Вэлери смотрит на него, ожидая реакции.

— Да, — отвечает Чарли, и на его лице появляется все подтверждающая легкая улыбка.

Вэлери улыбается ему в ответ, она счастлива его счастьем, но тут же ее охватывает новое желание — защитить сына. Оно возникает, когда дела идут хорошо. Вэлери вдруг осеняет: она всегда верила в заниженные ожидания. Ты не пострадаешь, если тебе все равно. Ник стал доказательством этой теории.
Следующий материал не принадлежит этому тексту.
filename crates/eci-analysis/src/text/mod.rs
//! Text drift metrics over the generated token stream.
//!
//! Uses the same window plan as the spectral metrics so that the external
//! series joins the internal series index-for-index.

pub mod divergence;
pub mod entropy;
pub mod ngrams;
pub mod repetition;
pub mod tokens;
pub mod windows;

pub use divergence::jensen_shannon;
pub use entropy::char_entropy;
pub use repetition::{detect_repetition, RepetitionSpec};
pub use tokens::TokenStream;
pub use windows::{compute_external_series, TextSpec};
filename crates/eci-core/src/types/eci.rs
//! Per-sequence ECI values across the two pipeline phases.

use serde::{Deserialize, Serialize};

use super::records::SequenceMeta;

/// Phase-1 output: slopes computed from one sequence in isolation.
#[derive(Debug, Clone, PartialEq, Serialize, Deserialize)]
pub struct EciEstimate {
    pub meta: SequenceMeta,
    pub n_windows: usize,
    pub n_tokens: usize,
    /// Slope of effective rank over the full window series.
    pub eci_raw: f64,
    /// Slope over windows ending at or before the early cutoff; `None` when
    /// fewer than two such windows exist.
    pub early_eci_raw: Option<f64>,
}

/// Phase-2 output: the estimate with the cohort-level control component
/// removed. Only the residualization pass constructs these.
#[derive(Debug, Clone, PartialEq, Serialize, Deserialize)]
pub struct EciResult {
    #[serde(flatten)]
    pub estimate: EciEstimate,
    pub eci_residualized: f64,
}

impl EciResult {
    pub fn prompt_id(&self) -> &str {
        &self.estimate.meta.prompt_id
    }

    pub fn model_name(&self) -> &str {
        &self.estimate.meta.model_name
    }

    pub fn eci_raw(&self) -> f64 {
        self.estimate.eci_raw
    }

    pub fn early_eci_raw(&self) -> Option<f64> {
        self.estimate.early_eci_raw
    }
}
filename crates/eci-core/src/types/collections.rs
//! Re-exports of performance-oriented collection types.

pub use rustc_hash::{FxHashMap, FxHashSet};
pub use std::collections::BTreeMap;
//! Configuration errors.

use super::error_code::{self, EciErrorCode};

/// Errors that can occur during configuration loading and validation.
#[derive(Debug, thiserror::Error)]
pub enum ConfigError {
    #[error("Config file not found: {path}")]
    FileNotFound { path: String },

    #[error("Config parse error in {path}: {message}")]
    ParseError { path: String, message: String },

    #[error("Config validation failed for {field}: {message}")]
    ValidationFailed { field: String, message: String },
}

impl EciErrorCode for ConfigError {
    fn error_code(&self) -> &'static str {
        error_code::CONFIG_ERROR
    }
}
— Ну-ка минуточку. Кто эта Саммер? — спрашивает Джейсон, хотя Вэлери уверена: он прекрасно знает, кто такая Саммер. Хэнк, не вмешиваясь, с любопытством наблюдает со стороны.

— Девочка из моего класса, — отвечает Чарли, и его уши красноречиво розовеют.

Хэнк и Джейсон обмениваются понимающими улыбками, а затем Хэнк разбивает лед сердечным возгласом:

— Чарли! У тебя есть подружка?

Чарли прячет новую, более широкую улыбку за лепешкой тако и пожимает плечами.

Джейсон тычет в его плечо кулаком.

— Колись, Чак! Она симпатичная?

— Она красивая, — отвечает Чарли с такой ангельской чистотой и искренностью в голосе, в выражении лица, что у Вэлери невыразимо сжимается сердце, — хорошее это чувство или плохое, точно определить она не может.


Уже позже, перед сном, смазывая щеку Чарли мазью, она вновь ощущает возвращение этой боли, когда сын, глядя на нее широко раскрытыми глазами, говорит:

— Знаешь, мама, Саммер сожалеет о том, что сказала.

Вэлери застывает, вспоминая те слова, тот день, и осторожно откликается неопределенным звуком.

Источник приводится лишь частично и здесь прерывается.